A study by Novelene Goklish et al., published in J Med Internet Res (2026) and indexed on PubMed, performed a retrospective secondary analysis of electronic health record data from adult Emergency Department visits at an Indian Health Service facility between October 1, 2019 and October 2, 2021. The authors compared strategies that combined an EHR-based machine learning risk model with the Ask Suicide-Screening Questions (ASQ) to using the ASQ alone. Performance metrics reported in the paper, summarized on JoVE, include sensitivity, specificity, and predictive values evaluated across 10 cross-validated folds.

Technical details

Per the methods reported in the paper, the study implemented a logistic regression ML model and evaluated two operational thresholds, the 95th percentile (high risk) and the 75th percentile (medium risk). The authors compared three operational strategies: ML-only at thresholds, serial testing (ML high-risk followed by ASQ), and parallel testing (flag if either ML medium-risk or ASQ positive). Reported results in the article and JoVE summary show the ML medium-risk threshold alone achieved sensitivity 0.782, parallel testing reached sensitivity 0.795 without missing ASQ-identified cases, and serial testing maximized positive predictive ability with PPV 0.050 while lowering sensitivity.

Industry context

Editorial analysis: Models for low-prevalence clinical outcomes, such as suicide attempts, commonly trade higher sensitivity against low positive predictive value, producing many false positives in routine care. Combining a broadly sensitive ML signal with a brief, validated instrument like the ASQ follows an established pattern in diagnostic workflows where one tool screens widely and another refines risk. Evaluation in a defined clinical population, here American Indian and Alaska Native patients at an IHS site, is essential because baseline prevalence and EHR data completeness affect absolute performance and equity of predictions.

What to watch

For practitioners: look for external validation and prospective pilot studies that measure workflow impact, clinician burden from false positives, acceptability in tribal health settings, and whether combined strategies materially change follow-up actions or outcomes.
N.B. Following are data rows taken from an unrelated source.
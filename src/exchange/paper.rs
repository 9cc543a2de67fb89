use async_trait::async_trait;
use chrono::{DateTime, Duration, Utc};
use rust_decimal::prelude::*;
use std::collections::{HashMap, VecDeque};
use tokio::sync::Mutex;
use uuid::Uuid;

use super::{Exchange, ExchangeError, MAX_KLINES_PER_REQUEST};
use crate::models::{Candle, Fill, FillReport, KlineInterval, OrderSide, SymbolTradingRules};

/// Filled orders kept for inspection; older ones are dropped
pub const ORDER_LOG_LIMIT: usize = 1000;

/// Exchange calls that can have failures injected
#[derive(Debug, Clone, Copy, PartialEq, Eq, Hash)]
pub enum PaperOp {
    Klines,
    SymbolInfo,
    Ticker,
    Balances,
    Buy,
    Sell,
    ServerTime,
}

struct PaperMarket {
    base_asset: String,
    rules: SymbolTradingRules,
    price: Decimal,
    candles: Vec<Candle>,
}

struct PaperState {
    quote_asset: String,
    markets: HashMap<String, PaperMarket>,
    balances: HashMap<String, Decimal>,
    failures: HashMap<PaperOp, VecDeque<ExchangeError>>,
    orders: Vec<FillReport>,
    server_offset_ms: i64,
}

impl PaperState {
    fn take_failure(&mut self, op: PaperOp) -> Result<(), ExchangeError> {
        match self.failures.get_mut(&op).and_then(|queue| queue.pop_front()) {
            Some(err) => Err(err),
            None => Ok(()),
        }
    }

    fn market(&self, symbol: &str) -> Result<&PaperMarket, ExchangeError> {
        self.markets.get(symbol).ok_or_else(invalid_symbol)
    }

    fn balance(&self, asset: &str) -> Decimal {
        self.balances.get(asset).copied().unwrap_or_default()
    }
}

fn invalid_symbol() -> ExchangeError {
    ExchangeError::Rejected {
        code: -1121,
        message: "Invalid symbol.".to_string(),
    }
}

/// In-memory spot exchange filling market orders at the ticker price
///
/// Orders are checked against the symbol's LOT_SIZE and MIN_NOTIONAL rules
/// and the free balances, like a real venue would. Failures can be queued
/// per operation to exercise the error paths of callers.
pub struct PaperExchange {
    state: Mutex<PaperState>,
}

impl PaperExchange {
    pub fn new(quote_asset: impl Into<String>) -> Self {
        Self {
            state: Mutex::new(PaperState {
                quote_asset: quote_asset.into(),
                markets: HashMap::new(),
                balances: HashMap::new(),
                failures: HashMap::new(),
                orders: Vec::new(),
                server_offset_ms: 0,
            }),
        }
    }

    pub async fn add_market(
        &self,
        symbol: &str,
        base_asset: &str,
        rules: SymbolTradingRules,
        price: Decimal,
    ) {
        let mut state = self.state.lock().await;
        state.markets.insert(
            symbol.to_string(),
            PaperMarket {
                base_asset: base_asset.to_string(),
                rules,
                price,
                candles: Vec::new(),
            },
        );
    }

    pub async fn set_balance(&self, asset: &str, amount: Decimal) {
        self.state
            .lock()
            .await
            .balances
            .insert(asset.to_string(), amount);
    }

    pub async fn balance(&self, asset: &str) -> Decimal {
        self.state.lock().await.balance(asset)
    }

    pub async fn set_price(&self, symbol: &str, price: Decimal) {
        if let Some(market) = self.state.lock().await.markets.get_mut(symbol) {
            market.price = price;
        }
    }

    /// Append candles to a symbol's feed; the ticker follows the last close
    pub async fn push_candles(&self, symbol: &str, candles: Vec<Candle>) {
        let mut state = self.state.lock().await;
        let Some(market) = state.markets.get_mut(symbol) else {
            tracing::warn!("Paper exchange has no market {}", symbol);
            return;
        };
        if let Some(price) = candles
            .last()
            .and_then(|c| Decimal::from_f64(c.close))
            .map(|p| p.round_dp(market.rules.price_decimal_places))
        {
            market.price = price;
        }
        market.candles.extend(candles);
        let excess = market.candles.len().saturating_sub(MAX_KLINES_PER_REQUEST);
        market.candles.drain(..excess);
    }

    /// Queue an error for the next call of `op`
    pub async fn fail_next(&self, op: PaperOp, error: ExchangeError) {
        self.state
            .lock()
            .await
            .failures
            .entry(op)
            .or_default()
            .push_back(error);
    }

    pub async fn set_server_offset_ms(&self, offset_ms: i64) {
        self.state.lock().await.server_offset_ms = offset_ms;
    }

    /// The most recent filled orders, at most `ORDER_LOG_LIMIT`
    pub async fn orders(&self) -> Vec<FillReport> {
        self.state.lock().await.orders.clone()
    }

    async fn execute(
        &self,
        op: PaperOp,
        side: OrderSide,
        symbol: &str,
        quantity: Decimal,
    ) -> Result<FillReport, ExchangeError> {
        let mut state = self.state.lock().await;
        state.take_failure(op)?;

        let market = state.market(symbol)?;
        let rules = &market.rules;
        let price = market.price;
        let base_asset = market.base_asset.clone();

        if quantity < rules.min_quantity
            || (rules.quantity_step_size > Decimal::ZERO
                && quantity % rules.quantity_step_size != Decimal::ZERO)
        {
            return Err(ExchangeError::Rejected {
                code: -1013,
                message: "Filter failure: LOT_SIZE".to_string(),
            });
        }

        let notional = quantity * price;
        if notional < rules.min_notional {
            return Err(ExchangeError::Rejected {
                code: -1013,
                message: "Filter failure: MIN_NOTIONAL".to_string(),
            });
        }

        let quote_asset = state.quote_asset.clone();
        let (debit_asset, debit, credit_asset, credit) = match side {
            OrderSide::Buy => (quote_asset, notional, base_asset, quantity),
            OrderSide::Sell => (base_asset, quantity, quote_asset, notional),
        };

        if state.balance(&debit_asset) < debit {
            return Err(ExchangeError::Rejected {
                code: -2010,
                message: "Account has insufficient balance for requested action.".to_string(),
            });
        }

        *state.balances.entry(debit_asset).or_default() -= debit;
        *state.balances.entry(credit_asset).or_default() += credit;

        let report = FillReport {
            order_id: Uuid::new_v4().to_string(),
            symbol: symbol.to_string(),
            side,
            status: "FILLED".to_string(),
            fills: vec![Fill { price, quantity }],
        };
        state.orders.push(report.clone());
        let excess = state.orders.len().saturating_sub(ORDER_LOG_LIMIT);
        state.orders.drain(..excess);
        Ok(report)
    }
}

#[async_trait]
impl Exchange for PaperExchange {
    async fn get_klines(
        &self,
        symbol: &str,
        _interval: KlineInterval,
        limit: usize,
    ) -> Result<Vec<Candle>, ExchangeError> {
        let mut state = self.state.lock().await;
        state.take_failure(PaperOp::Klines)?;
        let candles = &state.market(symbol)?.candles;
        let start = candles.len().saturating_sub(limit);
        Ok(candles[start..].to_vec())
    }

    async fn get_symbol_info(&self, symbol: &str) -> Result<SymbolTradingRules, ExchangeError> {
        let mut state = self.state.lock().await;
        state.take_failure(PaperOp::SymbolInfo)?;
        Ok(state.market(symbol)?.rules.clone())
    }

    async fn get_ticker_price(&self, symbol: &str) -> Result<Decimal, ExchangeError> {
        let mut state = self.state.lock().await;
        state.take_failure(PaperOp::Ticker)?;
        Ok(state.market(symbol)?.price)
    }

    async fn get_account_balances(
        &self,
        _timestamp_ms: i64,
    ) -> Result<HashMap<String, Decimal>, ExchangeError> {
        let mut state = self.state.lock().await;
        state.take_failure(PaperOp::Balances)?;
        Ok(state.balances.clone())
    }

    async fn market_buy(
        &self,
        symbol: &str,
        quantity: Decimal,
        _timestamp_ms: i64,
    ) -> Result<FillReport, ExchangeError> {
        self.execute(PaperOp::Buy, OrderSide::Buy, symbol, quantity)
            .await
    }

    async fn market_sell(
        &self,
        symbol: &str,
        quantity: Decimal,
        _timestamp_ms: i64,
    ) -> Result<FillReport, ExchangeError> {
        self.execute(PaperOp::Sell, OrderSide::Sell, symbol, quantity)
            .await
    }

    async fn server_time(&self) -> Result<DateTime<Utc>, ExchangeError> {
        let mut state = self.state.lock().await;
        state.take_failure(PaperOp::ServerTime)?;
        Ok(Utc::now() + Duration::milliseconds(state.server_offset_ms))
    }
}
Also monitor reporting on calibration, subgroup performance across demographic strata, and any assessment of unintended harms or community-engaged governance described in follow-up work.

Key Points

  • 1A retrospective J Med Internet Res study shows combining an EHR ML model with ASQ raises sensitivity versus ASQ alone, improving case detection.
  • 2Industry context: Low-prevalence outcomes produce low PPV; combining a sensitive ML screen with a brief instrument follows common diagnostic tradeoffs.
  • 3For practitioners: External validation, prospective pilots, and subgroup calibration are critical before operational deployment in IHS and tribal settings.

Scoring Rationale

This is a notable applied ML study with direct implications for clinical screening workflows and equity in a high-risk population. It is primarily relevant to practitioners integrating EHR-based models with screening tools; broader impact depends on external validation and prospective implementation.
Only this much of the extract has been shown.